[REQUIRED WORK]: Among the entries below, find each line holding "Herbert" and return it.

++++ RECORDS FOR THE EXERCISE ++++

//! Catalog persistence format
//!
//! The catalog is stored as a JSON array of flat records:
//!
//! ```text
//! [{"id":"1","name":"The Silent Patient","author":"Alex Michaelides",
//!   "genre":"Thriller","rating":4.13,"description":"...",
//!   "imgUrl":"builtin:theSilentPatient","read":false}]
//! ```
//!
//! Bundled covers have no stable URL, so they are written as
//! `builtin:<name>` tokens and mapped back on decode. Any other `imgUrl`
//! is kept verbatim; an empty one means "no cover".

use serde::{Deserialize, Serialize};
use serde_json::Value;
use thiserror::Error;

use crate::catalog::Catalog;
use crate::models::{Book, BuiltinCover, Cover};

/// Prefix of built-in cover tokens
pub const BUILTIN_PREFIX: &str = "builtin:";

/// Token ↔ asset mapping for bundled covers
const BUILTIN_COVERS: &[(&str, BuiltinCover)] = &[
    ("builtin:theSilentPatient", BuiltinCover::TheSilentPatient),
    ("builtin:theHousemaid", BuiltinCover::TheHousemaid),
    ("builtin:goneGirl", BuiltinCover::GoneGirl),
];

/// Errors decoding a stored catalog
#[derive(Error, Debug)]
pub enum CodecError {
    /// Not valid JSON, or records with the wrong shape
    #[error("Invalid catalog JSON: {0}")]
    Json(#[from] serde_json::Error),

    /// Valid JSON whose top level is not an array
    #[error("Stored catalog is not a list (found {found})")]
    NotASequence { found: &'static str },
}

/// A book as it appears on disk
#[derive(Debug, Clone, Serialize, Deserialize)]
#[serde(rename_all = "camelCase")]
struct StoredBook {
    id: String,
    name: String,
    author: String,
    genre: String,
    rating: f64,
    description: String,
    #[serde(default)]
    img_url: String,
    #[serde(default)]
    read: bool,
}

impl From<&Book> for StoredBook {
    fn from(book: &Book) -> Self {
        Self {
            id: book.id.clone(),
            name: book.name.clone(),
            author: book.author.clone(),
            genre: book.genre.clone(),
            rating: book.rating,
            description: book.description.clone(),
            img_url: encode_cover(&book.cover),
            read: book.read,
        }
    }
}

impl From<StoredBook> for Book {
    fn from(stored: StoredBook) -> Self {
        Self {
            cover: decode_cover(&stored.img_url),
            id: stored.id,
            name: stored.name,
            author: stored.author,
            genre: stored.genre,
            rating: stored.rating,
            description: stored.description,
            read: stored.read,
        }
    }
}

/// Token for a bundled cover
pub fn builtin_token(cover: BuiltinCover) -> &'static str {
    BUILTIN_COVERS
        .iter()
        .find(|(_, c)| *c == cover)
        .map(|(token, _)| *token)
        .unwrap_or(BUILTIN_PREFIX)
}

/// Bundled cover for a token, if the token is known
pub fn builtin_from_token(token: &str) -> Option<BuiltinCover> {
    BUILTIN_COVERS
        .iter()
        .find(|(t, _)| *t == token)
        .map(|(_, cover)| *cover)
}

/// Stored `imgUrl` value for a cover
///
/// Exact round trip holds for canonical covers, the ones [`decode_cover`]
/// produces. `Cover::Url("")` reads back as `Cover::None`, and a `Url`
/// holding a known token reads back as the matching `Cover::Builtin`.
pub fn encode_cover(cover: &Cover) -> String {
    match cover {
        Cover::None => String::new(),
        Cover::Builtin(builtin) => builtin_token(*builtin).to_string(),
        Cover::Url(url) => url.clone(),
    }
}

/// Cover for a stored `imgUrl` value
pub fn decode_cover(img_url: &str) -> Cover {
    if img_url.is_empty() {
        return Cover::None;
    }
    match builtin_from_token(img_url) {
        Some(builtin) => Cover::Builtin(builtin),
        None => Cover::Url(img_url.to_string()),
    }
}

/// Serialize a catalog to its stored JSON form
pub fn encode(catalog: &Catalog) -> Result<String, CodecError> {
    let stored: Vec<StoredBook> = catalog.iter().map(StoredBook::from).collect();
    Ok(serde_json::to_string(&stored)?)
}

/// Parse a stored catalog
pub fn decode(json: &str) -> Result<Catalog, CodecError> {
    let value: Value = serde_json::from_str(json)?;
    if !value.is_array() {
        return Err(CodecError::NotASequence {
            found: json_kind(&value),
        });
    }

    let stored: Vec<StoredBook> = serde_json::from_value(value)?;
    Ok(Catalog::from_books(
        stored.into_iter().map(Book::from).collect(),
    ))
}

fn json_kind(value: &Value) -> &'static str {
    match value {
        Value::Null => "null",
        Value::Bool(_) => "boolean",
        Value::Number(_) => "number",
        Value::String(_) => "string",
        Value::Array(_) => "array",
        Value::Object(_) => "object",
    }
}
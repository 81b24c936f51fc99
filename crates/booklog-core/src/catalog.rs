//! The catalog value
//!
//! A `Catalog` is an ordered, immutable snapshot of books. Mutations return a
//! new catalog and leave the original untouched, so a filtered view taken
//! from an older snapshot stays valid while the store moves on.

use std::sync::Arc;

use crate::models::{Book, FilterCriteria};

/// Ordered collection of books (cheap to clone)
#[derive(Debug, Clone, Default, PartialEq)]
pub struct Catalog {
    books: Arc<Vec<Book>>,
}

impl Catalog {
    /// Create an empty catalog
    pub fn new() -> Self {
        Self::default()
    }

    /// Create a catalog from books in display order
    pub fn from_books(books: Vec<Book>) -> Self {
        Self {
            books: Arc::new(books),
        }
    }

    pub fn books(&self) -> &[Book] {
        &self.books
    }

    pub fn iter(&self) -> std::slice::Iter<'_, Book> {
        self.books.iter()
    }

    pub fn len(&self) -> usize {
        self.books.len()
    }

    pub fn is_empty(&self) -> bool {
        self.books.is_empty()
    }

    /// Look up a book by exact ID
    pub fn get(&self, id: &str) -> Option<&Book> {
        self.books.iter().find(|b| b.id == id)
    }

    pub fn contains(&self, id: &str) -> bool {
        self.get(id).is_some()
    }

    /// Number of books marked as read
    pub fn read_count(&self) -> usize {
        self.books.iter().filter(|b| b.read).count()
    }

    /// New catalog with `book` placed first
    pub fn with_prepended(&self, book: Book) -> Self {
        let mut books = Vec::with_capacity(self.books.len() + 1);
        books.push(book);
        books.extend(self.books.iter().cloned());
        Self::from_books(books)
    }

    /// New catalog with the read flag of `id` flipped
    ///
    /// An unknown ID yields an identical catalog.
    pub fn with_read_toggled(&self, id: &str) -> Self {
        let books = self
            .books
            .iter()
            .map(|b| {
                if b.id == id {
                    Book {
                        read: !b.read,
                        ..b.clone()
                    }
                } else {
                    b.clone()
                }
            })
            .collect();
        Self::from_books(books)
    }

    /// Whether this catalog and `other` share the same snapshot
    pub fn ptr_eq(&self, other: &Catalog) -> bool {
        Arc::ptr_eq(&self.books, &other.books)
    }
}

impl<'a> IntoIterator for &'a Catalog {
    type Item = &'a Book;
    type IntoIter = std::slice::Iter<'a, Book>;

    fn into_iter(self) -> Self::IntoIter {
        self.iter()
    }
}

impl From<Vec<Book>> for Catalog {
    fn from(books: Vec<Book>) -> Self {
        Self::from_books(books)
    }
}

/// Books matching every criterion, in catalog order
pub fn filter(catalog: &Catalog, criteria: &FilterCriteria) -> Vec<Book> {
    catalog
        .iter()
        .filter(|book| criteria.matches(book))
        .cloned()
        .collect()
}

/// Look up a single book by ID
pub fn select(catalog: &Catalog, id: &str) -> Option<Book> {
    catalog.get(id).cloned()
}

#[cfg(test)]
mod tests {
    use super::*;
    use crate::seed::seed_catalog;

    #[test]
    fn test_filter_by_name() {
        let catalog = seed_catalog();
        let result = filter(&catalog, &FilterCriteria::by_name("house"));
        assert_eq!(result.len(), 1);
        assert_eq!(result[0].name, "The Housemaid");
    }

    #[test]
    fn test_filter_by_id_prefix() {
        let catalog = seed_catalog();
        let result = filter(&catalog, &FilterCriteria::by_id("1"));
        assert_eq!(result.len(), 1);
        assert_eq!(result[0].id, "1");
    }

    #[test]
    fn test_filter_empty_criteria_returns_all_in_order() {
        let catalog = seed_catalog();
        let result = filter(&catalog, &FilterCriteria::default());
        let ids: Vec<_> = result.iter().map(|b| b.id.as_str()).collect();
        assert_eq!(ids, vec!["1", "2", "3"]);
    }

    #[test]
    fn test_filter_combines_criteria() {
        let catalog = seed_catalog();
        let criteria = FilterCriteria {
            id: String::new(),
            name: "g".into(),
            author: "flynn".into(),
        };
        let result = filter(&catalog, &criteria);
        assert_eq!(result.len(), 1);
        assert_eq!(result[0].name, "Gone Girl");

        let none = FilterCriteria {
            id: "1".into(),
            name: "gone".into(),
            author: String::new(),
        };
        assert!(filter(&catalog, &none).is_empty());
    }

    #[test]
    fn test_select() {
        let catalog = seed_catalog();
        assert_eq!(select(&catalog, "3").unwrap().name, "Gone Girl");
        assert!(select(&catalog, "42").is_none());
        // exact match only, unlike the ID filter
        assert!(select(&Catalog::new(), "1").is_none());
    }

    #[test]
    fn test_with_prepended() {
        let catalog = seed_catalog();
        let book = Book::new("Dune", "Frank Herbert", 4.5);
        let next = catalog.with_prepended(book.clone());

        assert_eq!(next.len(), 4);
        assert_eq!(next.books()[0], book);
        assert_eq!(&next.books()[1..], catalog.books());
        assert_eq!(catalog.len(), 3);
    }

    #[test]
    fn test_with_read_toggled() {
        let catalog = seed_catalog();
        let next = catalog.with_read_toggled("1");

        assert!(next.get("1").unwrap().read);
        assert!(!catalog.get("1").unwrap().read);
        assert_eq!(next.get("2"), catalog.get("2"));

        let back = next.with_read_toggled("1");
        assert_eq!(back, catalog);
    }

    #[test]
    fn test_toggle_unknown_id_is_noop() {
        let catalog = seed_catalog();
        let next = catalog.with_read_toggled("missing");
        assert_eq!(next, catalog);
    }

    #[test]
    fn test_snapshot_survives_mutation() {
        let catalog = seed_catalog();
        let snapshot = catalog.clone();
        assert!(snapshot.ptr_eq(&catalog));

        let next = catalog.with_read_toggled("2");
        assert!(!next.ptr_eq(&snapshot));
        assert!(snapshot.get("2").unwrap().read);
        assert!(!next.get("2").unwrap().read);
    }

    #[test]
    fn test_read_count() {
        assert_eq!(seed_catalog().read_count(), 1);
    }
}
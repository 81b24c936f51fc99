//! Book command handlers

use anyhow::{anyhow, bail, Context, Result};

use booklog_core::{BlobStore, CatalogStore, Draft, FilterCriteria, View, GENRES};

use crate::output::Output;

/// Add-book form values as given on the command line
#[derive(Debug, Clone, Default)]
pub struct DraftArgs {
    pub name: String,
    pub author: String,
    pub rating: String,
    pub genre: String,
    pub description: String,
    pub cover: String,
}

impl DraftArgs {
    fn into_draft(self) -> Draft {
        let mut draft = Draft {
            name: self.name,
            author: self.author,
            genre: self.genre,
            description: self.description,
            img_url: self.cover,
            ..Draft::default()
        };
        draft.set_rating(&self.rating);
        draft
    }
}

/// List books matching the given filters
pub fn list<B: BlobStore>(
    store: &mut CatalogStore<B>,
    id: Option<String>,
    name: Option<String>,
    author: Option<String>,
    output: &Output,
) -> Result<()> {
    store.set_filter(FilterCriteria {
        id: id.unwrap_or_default(),
        name: name.unwrap_or_default(),
        author: author.unwrap_or_default(),
    });

    output.print_books(&store.filtered_books());
    Ok(())
}

/// Show a single book
pub fn show<B: BlobStore>(store: &mut CatalogStore<B>, id: &str, output: &Output) -> Result<()> {
    let resolved = resolve_id(store, id)?.unwrap_or_else(|| id.to_string());
    store.open_details(resolved);

    match store.view() {
        View::Details(book) => {
            output.print_book(book);
            Ok(())
        }
        View::NotFound(missing) => bail!("Book not found: {}", missing),
        View::List => unreachable!("details were just opened"),
    }
}

/// Validate and add a new book
pub fn add<B: BlobStore>(store: &mut CatalogStore<B>, args: DraftArgs, output: &Output) -> Result<()> {
    if !args.genre.is_empty() && !GENRES.contains(&args.genre.as_str()) {
        bail!(
            "Unknown genre: '{}'\nValid genres: {}",
            args.genre,
            GENRES.join(", ")
        );
    }

    let book = store
        .add(&args.into_draft())
        .context("Book not added")?;

    finish_write(store, output)?;

    output.success(&format!("Added book: {}", book.id));
    output.print_book(&book);
    Ok(())
}

/// Toggle the read flag of a book
pub fn toggle_read<B: BlobStore>(
    store: &mut CatalogStore<B>,
    id: &str,
    output: &Output,
) -> Result<()> {
    let resolved = resolve_id(store, id)?.ok_or_else(|| anyhow!("No book found matching: {}", id))?;

    store.toggle_read(&resolved);
    finish_write(store, output)?;

    if let Some(book) = store.select(&resolved) {
        let state = if book.read { "read" } else { "unread" };
        output.success(&format!("Marked '{}' as {}", book.name, state));
    }
    Ok(())
}

/// Replace the catalog with the seed dataset
pub fn reset<B: BlobStore>(store: &mut CatalogStore<B>, yes: bool, output: &Output) -> Result<()> {
    if !yes && output.should_prompt() {
        println!(
            "This replaces all {} book(s) with the seed dataset.",
            store.books().len()
        );
        if !confirm("Are you sure?")? {
            println!("Cancelled.");
            return Ok(());
        }
    }

    store.reset().context("Failed to reset catalog")?;
    output.success("Catalog reset to seed data");
    Ok(())
}

/// Resolve a full ID or a unique ID prefix
///
/// Returns `Ok(None)` when nothing matches. A blank ID never matches.
fn resolve_id<B: BlobStore>(store: &CatalogStore<B>, id: &str) -> Result<Option<String>> {
    if id.trim().is_empty() {
        return Ok(None);
    }

    if store.select(id).is_some() {
        return Ok(Some(id.to_string()));
    }

    let matches = store.filter(&FilterCriteria::by_id(id));
    match matches.len() {
        0 => Ok(None),
        1 => Ok(Some(matches[0].id.clone())),
        _ => {
            eprintln!("Multiple books match '{}':", id);
            for book in &matches {
                eprintln!("  {} - {}", book.id, book.name);
            }
            bail!("Ambiguous ID. Please provide more characters.");
        }
    }
}

/// Surface a failed write left over from the last mutation
fn finish_write<B: BlobStore>(store: &mut CatalogStore<B>, output: &Output) -> Result<()> {
    if let Err(e) = store.flush() {
        if let Some(hint) = e.recovery_suggestion() {
            output.warning(hint);
        }
        return Err(e).context("Change was not saved");
    }
    Ok(())
}

/// Ask a yes/no question on stdin
fn confirm(prompt: &str) -> Result<bool> {
    use std::io::{self, Write};

    print!("{} [y/N] ", prompt);
    io::stdout().flush()?;

    let mut input = String::new();
    io::stdin().read_line(&mut input)?;
    Ok(matches!(input.trim().to_lowercase().as_str(), "y" | "yes"))
}

#[cfg(test)]
mod tests {
    use super::*;
    use crate::output::OutputFormat;
    use booklog_core::MemoryBlobStore;

    const KEY: &str = "booksapp.books.v1";

    fn quiet() -> Output {
        Output::new(OutputFormat::Quiet)
    }

    fn dune() -> DraftArgs {
        DraftArgs {
            name: "Dune".into(),
            author: "Frank Herbert".into(),
            rating: "4,5".into(),
            ..DraftArgs::default()
        }
    }

    #[test]
    fn test_draft_args_normalise_rating() {
        let draft = dune().into_draft();
        assert_eq!(draft.rating, "4.5");
        assert!(draft.img_url.is_empty());
    }

    #[test]
    fn test_add_and_resolve_prefix() {
        let mut store = CatalogStore::open(MemoryBlobStore::new(), KEY);
        add(&mut store, dune(), &quiet()).unwrap();

        let added = store.books()[0].clone();
        let prefix = &added.id[..8];
        assert_eq!(resolve_id(&store, prefix).unwrap(), Some(added.id.clone()));
        assert_eq!(resolve_id(&store, "2").unwrap(), Some("2".to_string()));
        assert_eq!(resolve_id(&store, "zzz").unwrap(), None);
    }

    #[test]
    fn test_add_rejects_invalid_draft() {
        let mut store = CatalogStore::open(MemoryBlobStore::new(), KEY);
        let args = DraftArgs {
            rating: "7".into(),
            ..dune()
        };

        let err = add(&mut store, args, &quiet()).unwrap_err();
        assert!(format!("{:#}", err).contains("Rating must be between 0 and 5."));
        assert_eq!(store.books().len(), 3);
    }

    #[test]
    fn test_add_rejects_unlisted_genre() {
        let mut store = CatalogStore::open(MemoryBlobStore::new(), KEY);
        let args = DraftArgs {
            genre: "Horror".into(),
            ..dune()
        };

        let err = add(&mut store, args, &quiet()).unwrap_err();
        assert!(err.to_string().contains("Unknown genre"));
        assert_eq!(store.books().len(), 3);

        let args = DraftArgs {
            genre: "Sci-Fi".into(),
            ..dune()
        };
        add(&mut store, args, &quiet()).unwrap();
        assert_eq!(store.books()[0].genre, "Sci-Fi");
    }

    #[test]
    fn test_blank_id_matches_nothing() {
        let mut store = CatalogStore::open(MemoryBlobStore::with_value(KEY, "[]"), KEY);
        add(&mut store, dune(), &quiet()).unwrap();

        assert_eq!(resolve_id(&store, "").unwrap(), None);
        assert_eq!(resolve_id(&store, "  ").unwrap(), None);

        assert!(toggle_read(&mut store, " ", &quiet()).is_err());
        assert!(!store.books()[0].read);
    }

    #[test]
    fn test_resolve_ambiguous_prefix() {
        let mut store = CatalogStore::open(MemoryBlobStore::with_value(KEY, "[]"), KEY);
        for _ in 0..40 {
            store
                .add(&Draft {
                    name: "Copy".into(),
                    author: "Anon".into(),
                    rating: "1".into(),
                    ..Draft::default()
                })
                .unwrap();
        }
        // 40 books across 16 leading hex digits: some prefix is shared
        let shared = ('0'..='9')
            .chain('a'..='f')
            .map(|c| c.to_string())
            .find(|p| store.filter(&FilterCriteria::by_id(p.as_str())).len() > 1)
            .unwrap();
        assert!(resolve_id(&store, &shared).is_err());
    }

    #[test]
    fn test_toggle_read_and_show() {
        let mut store = CatalogStore::open(MemoryBlobStore::new(), KEY);

        toggle_read(&mut store, "1", &quiet()).unwrap();
        assert!(store.select("1").unwrap().read);

        assert!(toggle_read(&mut store, "nope", &quiet()).is_err());

        show(&mut store, "3", &quiet()).unwrap();
        assert_eq!(store.selected_id(), Some("3"));
        assert!(show(&mut store, "nope", &quiet()).is_err());
    }

    #[test]
    fn test_list_sets_filter() {
        let mut store = CatalogStore::open(MemoryBlobStore::new(), KEY);
        list(&mut store, None, Some("house".into()), None, &quiet()).unwrap();

        let books = store.filtered_books();
        assert_eq!(books.len(), 1);
        assert_eq!(books[0].name, "The Housemaid");
    }

    #[test]
    fn test_reset_skips_prompt_with_yes() {
        let mut store = CatalogStore::open(MemoryBlobStore::new(), KEY);
        add(&mut store, dune(), &quiet()).unwrap();

        reset(&mut store, true, &quiet()).unwrap();
        assert_eq!(store.books().len(), 3);
    }
}
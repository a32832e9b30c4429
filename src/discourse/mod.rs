//! Discourse API access.
//!
//! - `request`: outbound calls described as data
//! - `client`: the `RemoteClient` seam and its reqwest implementation
//! - `error`: the raw result shape every client returns

mod client;
mod error;
mod request;

pub use client::{DiscourseClient, RemoteClient};
pub use error::{RawResponse, RawResult, TransportError};
pub use request::{CreatePost, HttpMethod, OperationKind, RemoteRequest, UpdatePost, UpdatePostRaw};
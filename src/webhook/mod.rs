//! Inbound Discourse webhooks.
//!
//! - `signature`: HMAC-SHA256 verification of delivery bodies
//! - `envelope`: the delivery as received and the post event it carries
//! - `receiver`: verification, resolution, multisite dispatch and apply
//! - `fallback`: title matching for topics missing from the topic index
//! - `notify`: debounced batches of events that matched no post

pub mod envelope;
pub mod fallback;
pub mod notify;
pub mod receiver;
pub mod signature;

pub use envelope::{EVENT_HEADER, EVENT_TYPE_HEADER, EventKind, PostEvent, RemoteEventEnvelope};
pub use fallback::{ExactTitleFallback, TitleFallback};
pub use notify::{DeferredNotifier, NotificationSink, TracingSink, UnresolvedTopic};
pub use receiver::{WebhookError, WebhookOutcome, WebhookReceiver};
pub use signature::{
    SIGNATURE_HEADER, SignatureFailure, compute_signature, format_signature_header,
    parse_signature_header, verify_delivery,
};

++++

[SOLVED EXERCISE]:
        let book = Book::new("Dune", "Frank Herbert", 4.5);
            author: "Frank Herbert".into(),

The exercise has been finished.